The need for gapless playback metadata is to permit a playback experience that matches the Artist’s intended playback experience in the original medium.
CDs, LPs, and cassette tapes all have in common that they store audio content as one or two long unbroken audio signal(s): ~60-70 minutes x 1 for CD, 25 minutes x 2 for LP, etc… If a listener starts playing at the beginning, and listens to the end, they hear the entire audio signal. The Artist can choose to designate moments within this long signal as “start of track” points. A CD player and LP turntable provide ways to jump to these start of track points, but they are just moments within the long signal. The Artist can choose to insert silence into the long signal, usually before the “start of track” point. That silence is just part of the long signal. Sometimes the Artist chooses not to insert silence, instead having audible audio continuously across the “start of track” point.
A listener who starts listening at one start of track point, and keeps listening through the silence, and then past the next start of track point, will probably say that the first track ended at the moment the audible audio stopped and the silence began; and that the next track started at the moment the silence stopped and the next audible audio began.
I imagine most listeners will say that the period of silence is not part of either track. It is an inter-track gap, and it is not itself a track. If the audio signal is continuous across a start of track point, the listener will say that the previous track ends and the next track begins exactly at that point, and that there is no inter-track gap.
Given that the original medium has one or two long continuous audio signals, and that listener model of tracks and inter-track gaps, consider that we usually rip into multiple digital music files. The audio in each track usually begins at the Artists “start of track” point, and ends at the “end” of that track. The ending might be at the moment the next track starts, or at the moment of the last audible audio of the track. Reasonable people could choose to 1) include or 2) leave out the inter-track silence. Or there might have been 3) no inter-track silence. And, there is apparently nothing in the MusicBrainz Release entry to indicate which of these three cases applies — not even whether or not inter-track silences were present, and how long they were.
Now consider a digital music player app, trying to play these multiple music files, and recreate the experience of listening to the original medium’s long audio signal. When it finishes playing one track’s file, and starts playing the next, there will likely be at least a brief silence. The player could have the next file’s audio play immediately after the previous file’s audio, but that takes special work.
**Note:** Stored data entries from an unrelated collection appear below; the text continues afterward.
//! 가격 저장소.
//!
//! 추적 심볼별 마지막 가격을 유지합니다. 갱신 루프가 단독으로 소유하며
//! 틱마다 심볼당 최대 한 번 갱신됩니다. 외부 읽기 경로가 없으므로 lock이
//! 필요하지 않습니다.

use std::collections::HashMap;

use rand::Rng;
use rust_decimal::Decimal;
use rust_decimal_macros::dec;

use stockcast_core::TrackedSymbols;

/// 기준 가격. 시드 시점에 심볼마다 ±5 범위의 지터가 더해집니다.
const BASELINE_PRICE: Decimal = dec!(150);

/// 심볼별 마지막 가격 저장소.
#[derive(Debug)]
pub struct PriceStore {
    prices: HashMap<String, Decimal>,
}

impl PriceStore {
    /// 모든 추적 심볼을 기준 가격으로 시드하여 저장소를 생성합니다.
    ///
    /// 갱신 루프의 첫 틱 이전에 호출되며, 이후 추적 심볼에 대한 항목이
    /// 없는 상태는 존재하지 않습니다.
    pub fn seed(tracked: &TrackedSymbols) -> Self {
        let mut rng = rand::thread_rng();
        let prices = tracked
            .iter()
            .map(|symbol| {
                let jitter = Decimal::try_from(rng.gen_range(-5.0..=5.0)).unwrap_or(dec!(0));
                (symbol.to_string(), (BASELINE_PRICE + jitter).round_dp(2))
            })
            .collect();
        Self { prices }
    }

    /// 지터 없이 모든 심볼을 고정 가격으로 시드합니다. 결정적 테스트용.
    pub fn seed_fixed(tracked: &TrackedSymbols, price: Decimal) -> Self {
        let prices = tracked
            .iter()
            .map(|symbol| (symbol.to_string(), price.round_dp(2)))
            .collect();
        Self { prices }
    }

    /// 새 가격을 저장하고 직전 가격 대비 델타를 반환합니다.
    ///
    /// 가격과 델타 모두 소수점 둘째 자리로 반올림됩니다.
    pub fn update(&mut self, symbol: &str, new_price: Decimal) -> Decimal {
        let new_price = new_price.round_dp(2);
        let old = self.prices.get(symbol).copied().unwrap_or(new_price);
        let delta = (new_price - old).round_dp(2);
        self.prices.insert(symbol.to_string(), new_price);
        delta
    }

    /// 심볼의 마지막 가격.
    pub fn get(&self, symbol: &str) -> Option<Decimal> {
        self.prices.get(symbol).copied()
    }

    /// 저장된 심볼 목록.
    pub fn symbols(&self) -> Vec<String> {
        self.prices.keys().cloned().collect()
    }

    /// 저장된 심볼 수.
    pub fn len(&self) -> usize {
        self.prices.len()
    }

    /// 저장소가 비어 있는지 확인합니다.
    pub fn is_empty(&self) -> bool {
        self.prices.is_empty()
    }
}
The player must open the next file and start reading it before it finishes the previous file. In order to make the silence be the same length as on the original medium, the player must know if case 1), 2), or 3) above apply. That requires a piece of metadata.
A couple of articles explain the listener’s view of gapless playback well:
I am thinking about this because I just added a Release to group The Ship: A Contemporary Folk Music Journey. It was released on LP as uninterrupted flows of music on each side, with track listings but no inter-track silences. I wanted to recreate this playback experience with the digital files. It turns out that is possible, in some narrow circumstances, which happily apply to me. But I wanted to include the necessary metadata in MusicBrainz, and it looks like I can’t.